Hubo un tiempo en el que las distancias eran insalvables
entre el mar y las montañas.
Eran insalvables no por los kilómetros que les separaban,
sino por los obstáculos del camino y los anclajes que aferran a cada persona a
su lugar natural.
Una mujer contemplaba desde el mar lo que no podía divisar
con su vista, pero si en su corazón.
Contemplaba el blanco de la nieve en las montañas, mientras
el calor del sol de verano le doraba la piel igual que el calor de una chimenea
con exceso de troncos.
Si se esforzaba casi podía sentir en su imaginación el frío
viento del invierno en su cara y esos copos de nieve gruesos cayendo
sobre la capucha de su anorak, haciendo ruido al caer sobre su cabeza,
pero la realidad era otra. Se encontraba en una cálida playa
bajo un sol abrasador nada que ver con el lugar donde deseaba estar y así
pasaba un día tras otro. Perdía su mirada en la profundidad del mar y gritaba
silenciosamente al viento un mensaje secreto.

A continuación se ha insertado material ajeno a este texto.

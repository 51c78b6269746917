use std::sync::{Arc, RwLock};

use anyhow::Result;
use chrono::{DateTime, Utc};
use serde_json::Value;
use tokio::sync::mpsc;
use tracing::{info, warn};

use crate::alexa::{AlexaClient, AlexaError};
use crate::config::Config;

use super::SessionStore;

/// Fresh credential pair emitted by the client after a successful connect
#[derive(Debug)]
pub struct CredentialUpdate {
    pub cookie: Value,
    pub mac_dms: Option<Value>,
}

/// Owns the single live client behind one mutation point.
///
/// Handlers take an `Arc` snapshot of the current client, so requests in
/// flight during a `/reconnect` observe either the old or the new instance,
/// never a half-replaced one. Credential updates travel over one channel
/// registered here at construction; a background task persists them.
pub struct SessionManager {
    config: Config,
    store: Arc<SessionStore>,
    client: RwLock<Option<Arc<AlexaClient>>>,
    connected_at: RwLock<Option<DateTime<Utc>>>,
    credential_tx: mpsc::UnboundedSender<CredentialUpdate>,
}

impl SessionManager {
    pub fn new(config: Config, store: SessionStore) -> Arc<Self> {
        let store = Arc::new(store);
        let (credential_tx, credential_rx) = mpsc::unbounded_channel();
        tokio::spawn(persist_credentials(credential_rx, Arc::clone(&store)));

        Arc::new(Self {
            config,
            store,
            client: RwLock::new(None),
            connected_at: RwLock::new(None),
            credential_tx,
        })
    }

    /// Build a fresh client from the stored credentials and swap it in.
    /// On failure the previous client, if any, stays in place.
    pub async fn connect(&self) -> Result<(), AlexaError> {
        let cookie = self.store.load_cookie();
        let mac_dms = self.store.load_mac_dms();
        let client =
            AlexaClient::connect(&self.config, cookie, mac_dms, self.credential_tx.clone()).await?;

        *self.client.write().unwrap() = Some(Arc::new(client));
        *self.connected_at.write().unwrap() = Some(Utc::now());
        info!("Alexa connection established");
        Ok(())
    }

    /// Snapshot of the current client
    pub fn client(&self) -> Result<Arc<AlexaClient>, AlexaError> {
        self.client
            .read()
            .unwrap()
            .clone()
            .ok_or(AlexaError::NotConnected)
    }

    pub fn connected_at(&self) -> Option<DateTime<Utc>> {
        *self.connected_at.read().unwrap()
    }

    /// Whether a cookie blob is stored, regardless of its validity
    pub fn has_stored_cookie(&self) -> bool {
        self.store.has_cookie()
    }

    /// Delete the persisted session files. A live client keeps running;
    /// only the on-disk state goes.
    pub fn clear_session_files(&self) -> Result<()> {
        self.store.clear()
    }
}

/// Persist every credential update the client emits. Write failures are
/// logged and swallowed; the state is re-derivable through the login helper.
async fn persist_credentials(
    mut rx: mpsc::UnboundedReceiver<CredentialUpdate>,
    store: Arc<SessionStore>,
) {
    while let Some(update) = rx.recv().await {
        if let Err(e) = store.save_cookie(&update.cookie) {
            warn!(error = %e, "Failed to persist session cookie");
        }
        if let Some(ref mac_dms) = update.mac_dms {
            if let Err(e) = store.save_mac_dms(mac_dms) {
                warn!(error = %e, "Failed to persist device-management token");
            }
        }
    }
}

Allí a lo lejos, en las cumbres un hombre avistaba el horizonte.
Subió montaña arriba, muy alto, por encima de las nubes. Las otras
montañas quedaban por debajo de sus ojos y en días despejados podía ver a
lo lejos un mar, pero no era el mar de la mujer de nuestra historia.
Giraba 90ª a la derecha buscándola en su playa, pero
allí no había ningún mar. Se encontraba desorientado e inseguro. No encontraba
la forma de divisar el cálido Mediterráneo desde tan lejos.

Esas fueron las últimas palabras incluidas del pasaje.